• Requirement: In the data below, find every line that has the string "barked", and copy it.

══════════════════════════════

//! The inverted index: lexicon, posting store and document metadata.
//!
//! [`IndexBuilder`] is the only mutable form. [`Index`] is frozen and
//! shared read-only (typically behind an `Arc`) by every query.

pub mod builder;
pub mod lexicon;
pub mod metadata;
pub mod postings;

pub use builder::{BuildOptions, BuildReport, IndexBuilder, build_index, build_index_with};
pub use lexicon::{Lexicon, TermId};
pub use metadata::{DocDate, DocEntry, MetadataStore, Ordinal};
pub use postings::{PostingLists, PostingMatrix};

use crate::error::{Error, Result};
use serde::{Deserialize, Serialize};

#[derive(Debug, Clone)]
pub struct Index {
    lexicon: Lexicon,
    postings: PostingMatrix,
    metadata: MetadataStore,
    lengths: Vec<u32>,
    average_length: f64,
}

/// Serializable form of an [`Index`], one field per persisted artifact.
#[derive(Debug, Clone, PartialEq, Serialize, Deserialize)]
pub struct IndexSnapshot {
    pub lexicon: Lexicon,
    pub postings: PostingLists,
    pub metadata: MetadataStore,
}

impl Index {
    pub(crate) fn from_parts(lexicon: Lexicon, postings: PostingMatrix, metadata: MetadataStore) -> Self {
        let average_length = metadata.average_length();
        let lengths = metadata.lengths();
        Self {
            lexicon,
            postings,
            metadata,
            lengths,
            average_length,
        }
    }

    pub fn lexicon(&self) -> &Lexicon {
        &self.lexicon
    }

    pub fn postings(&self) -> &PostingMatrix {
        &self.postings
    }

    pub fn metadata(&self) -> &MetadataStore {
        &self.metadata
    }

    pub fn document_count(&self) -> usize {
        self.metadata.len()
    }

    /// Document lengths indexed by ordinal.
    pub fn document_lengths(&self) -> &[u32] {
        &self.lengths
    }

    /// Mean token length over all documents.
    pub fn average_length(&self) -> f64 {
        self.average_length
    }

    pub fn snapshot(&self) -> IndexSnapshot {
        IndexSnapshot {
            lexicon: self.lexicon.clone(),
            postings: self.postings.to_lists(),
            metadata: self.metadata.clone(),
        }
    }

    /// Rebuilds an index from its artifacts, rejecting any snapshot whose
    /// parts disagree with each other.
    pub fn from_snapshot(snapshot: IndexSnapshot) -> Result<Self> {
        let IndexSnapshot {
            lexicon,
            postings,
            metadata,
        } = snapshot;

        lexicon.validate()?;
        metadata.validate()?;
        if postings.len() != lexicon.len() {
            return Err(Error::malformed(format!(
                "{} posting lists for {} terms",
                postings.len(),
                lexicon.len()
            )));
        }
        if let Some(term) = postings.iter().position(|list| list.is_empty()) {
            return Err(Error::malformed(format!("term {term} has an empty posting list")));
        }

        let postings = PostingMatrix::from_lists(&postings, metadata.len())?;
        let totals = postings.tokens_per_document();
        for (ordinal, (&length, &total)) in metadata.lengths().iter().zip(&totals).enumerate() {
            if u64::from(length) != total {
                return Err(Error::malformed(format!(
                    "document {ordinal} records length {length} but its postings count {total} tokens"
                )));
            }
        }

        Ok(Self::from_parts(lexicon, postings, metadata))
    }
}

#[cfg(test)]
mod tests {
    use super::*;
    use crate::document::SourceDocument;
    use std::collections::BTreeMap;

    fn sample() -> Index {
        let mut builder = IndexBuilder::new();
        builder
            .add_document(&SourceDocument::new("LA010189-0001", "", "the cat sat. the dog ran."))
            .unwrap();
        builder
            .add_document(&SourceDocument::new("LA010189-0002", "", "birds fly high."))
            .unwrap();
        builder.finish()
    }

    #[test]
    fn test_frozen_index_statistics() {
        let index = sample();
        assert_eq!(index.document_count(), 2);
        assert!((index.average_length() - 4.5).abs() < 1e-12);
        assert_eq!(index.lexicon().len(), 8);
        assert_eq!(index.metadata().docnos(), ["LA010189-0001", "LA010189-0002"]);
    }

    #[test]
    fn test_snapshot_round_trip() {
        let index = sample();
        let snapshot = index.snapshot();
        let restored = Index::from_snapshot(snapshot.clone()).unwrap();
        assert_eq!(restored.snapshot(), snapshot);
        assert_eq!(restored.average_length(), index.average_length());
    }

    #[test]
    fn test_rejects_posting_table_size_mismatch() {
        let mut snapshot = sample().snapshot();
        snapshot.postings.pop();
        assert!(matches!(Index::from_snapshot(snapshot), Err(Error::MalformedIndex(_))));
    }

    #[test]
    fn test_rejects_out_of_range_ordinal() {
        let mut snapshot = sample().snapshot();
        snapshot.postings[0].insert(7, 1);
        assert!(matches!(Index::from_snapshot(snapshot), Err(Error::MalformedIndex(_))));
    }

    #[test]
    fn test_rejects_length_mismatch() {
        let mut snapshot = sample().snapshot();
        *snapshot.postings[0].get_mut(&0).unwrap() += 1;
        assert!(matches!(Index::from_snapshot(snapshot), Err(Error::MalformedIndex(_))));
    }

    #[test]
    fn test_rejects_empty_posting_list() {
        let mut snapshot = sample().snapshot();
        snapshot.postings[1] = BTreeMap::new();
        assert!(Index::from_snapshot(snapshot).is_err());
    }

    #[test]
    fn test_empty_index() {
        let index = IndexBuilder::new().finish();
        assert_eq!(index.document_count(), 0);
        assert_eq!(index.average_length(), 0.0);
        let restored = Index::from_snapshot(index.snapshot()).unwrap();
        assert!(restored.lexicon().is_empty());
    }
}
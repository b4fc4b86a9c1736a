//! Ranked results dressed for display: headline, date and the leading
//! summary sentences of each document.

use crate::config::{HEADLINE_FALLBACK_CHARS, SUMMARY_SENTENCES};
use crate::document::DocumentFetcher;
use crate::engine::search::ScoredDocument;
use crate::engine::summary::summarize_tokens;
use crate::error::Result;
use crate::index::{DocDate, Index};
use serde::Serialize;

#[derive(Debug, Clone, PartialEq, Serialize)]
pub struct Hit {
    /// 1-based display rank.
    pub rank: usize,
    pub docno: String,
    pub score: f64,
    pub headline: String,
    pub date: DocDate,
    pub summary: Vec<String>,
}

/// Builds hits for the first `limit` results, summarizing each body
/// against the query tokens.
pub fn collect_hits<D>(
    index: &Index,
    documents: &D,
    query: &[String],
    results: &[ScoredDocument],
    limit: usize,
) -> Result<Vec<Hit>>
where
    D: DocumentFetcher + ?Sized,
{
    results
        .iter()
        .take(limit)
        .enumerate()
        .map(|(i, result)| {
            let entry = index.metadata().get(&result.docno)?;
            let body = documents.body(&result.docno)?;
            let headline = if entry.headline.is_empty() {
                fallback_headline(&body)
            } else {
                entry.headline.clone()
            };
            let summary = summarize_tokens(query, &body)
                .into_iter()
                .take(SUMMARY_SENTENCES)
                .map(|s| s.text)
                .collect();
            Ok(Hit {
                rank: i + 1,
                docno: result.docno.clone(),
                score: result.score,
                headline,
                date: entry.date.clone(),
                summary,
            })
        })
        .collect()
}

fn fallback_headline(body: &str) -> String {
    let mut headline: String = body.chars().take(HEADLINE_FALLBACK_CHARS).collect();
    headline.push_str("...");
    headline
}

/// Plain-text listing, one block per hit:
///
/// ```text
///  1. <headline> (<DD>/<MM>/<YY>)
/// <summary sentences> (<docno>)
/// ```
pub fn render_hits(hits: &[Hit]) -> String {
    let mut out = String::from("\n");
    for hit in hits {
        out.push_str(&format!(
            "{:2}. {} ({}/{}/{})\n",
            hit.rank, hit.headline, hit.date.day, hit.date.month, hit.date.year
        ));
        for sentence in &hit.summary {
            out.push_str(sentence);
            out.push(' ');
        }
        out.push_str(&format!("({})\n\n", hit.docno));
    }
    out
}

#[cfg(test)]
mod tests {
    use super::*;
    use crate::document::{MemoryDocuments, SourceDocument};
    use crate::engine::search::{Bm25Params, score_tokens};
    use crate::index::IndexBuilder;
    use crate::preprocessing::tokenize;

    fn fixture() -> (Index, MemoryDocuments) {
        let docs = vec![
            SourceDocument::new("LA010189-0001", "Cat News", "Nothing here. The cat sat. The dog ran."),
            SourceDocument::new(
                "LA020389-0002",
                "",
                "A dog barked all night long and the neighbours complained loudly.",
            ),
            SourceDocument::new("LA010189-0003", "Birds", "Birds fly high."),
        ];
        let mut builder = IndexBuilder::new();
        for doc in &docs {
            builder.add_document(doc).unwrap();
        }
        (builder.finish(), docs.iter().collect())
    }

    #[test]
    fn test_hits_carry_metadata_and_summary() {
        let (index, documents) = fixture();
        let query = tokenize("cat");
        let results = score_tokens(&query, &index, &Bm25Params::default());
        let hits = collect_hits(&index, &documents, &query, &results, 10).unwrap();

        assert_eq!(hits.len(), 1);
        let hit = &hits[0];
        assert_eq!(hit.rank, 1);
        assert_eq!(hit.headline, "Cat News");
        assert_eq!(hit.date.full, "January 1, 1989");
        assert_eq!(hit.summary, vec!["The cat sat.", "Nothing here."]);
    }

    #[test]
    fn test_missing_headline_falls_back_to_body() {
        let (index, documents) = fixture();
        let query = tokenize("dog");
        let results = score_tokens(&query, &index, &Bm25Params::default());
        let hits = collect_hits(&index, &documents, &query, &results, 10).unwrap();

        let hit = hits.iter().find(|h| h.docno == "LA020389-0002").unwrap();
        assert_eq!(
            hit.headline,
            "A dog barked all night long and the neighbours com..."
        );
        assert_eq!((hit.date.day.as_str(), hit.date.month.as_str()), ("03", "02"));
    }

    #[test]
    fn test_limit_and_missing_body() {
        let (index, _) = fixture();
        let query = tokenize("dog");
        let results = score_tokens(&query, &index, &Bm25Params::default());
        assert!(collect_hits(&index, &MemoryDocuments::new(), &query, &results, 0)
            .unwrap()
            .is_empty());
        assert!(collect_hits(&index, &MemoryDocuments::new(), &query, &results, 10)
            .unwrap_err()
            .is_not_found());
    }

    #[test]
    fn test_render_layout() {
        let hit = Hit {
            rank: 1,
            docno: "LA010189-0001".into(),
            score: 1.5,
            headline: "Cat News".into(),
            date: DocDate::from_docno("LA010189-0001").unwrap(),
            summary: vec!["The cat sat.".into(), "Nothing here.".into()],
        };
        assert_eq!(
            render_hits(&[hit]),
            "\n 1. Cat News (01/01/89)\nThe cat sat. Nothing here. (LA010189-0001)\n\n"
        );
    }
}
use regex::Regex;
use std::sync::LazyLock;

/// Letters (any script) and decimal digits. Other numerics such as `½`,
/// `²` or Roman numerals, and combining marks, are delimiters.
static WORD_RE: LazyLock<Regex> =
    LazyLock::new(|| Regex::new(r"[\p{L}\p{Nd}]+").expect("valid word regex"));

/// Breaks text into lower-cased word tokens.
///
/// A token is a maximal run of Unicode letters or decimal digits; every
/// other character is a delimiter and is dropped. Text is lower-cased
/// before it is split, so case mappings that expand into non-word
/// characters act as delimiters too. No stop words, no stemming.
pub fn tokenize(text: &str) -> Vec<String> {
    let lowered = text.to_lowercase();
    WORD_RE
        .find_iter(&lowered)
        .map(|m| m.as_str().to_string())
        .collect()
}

══════════════════════════════

• Response:
                "A dog barked all night long and the neighbours complained loudly.",
            "A dog barked all night long and the neighbours com..."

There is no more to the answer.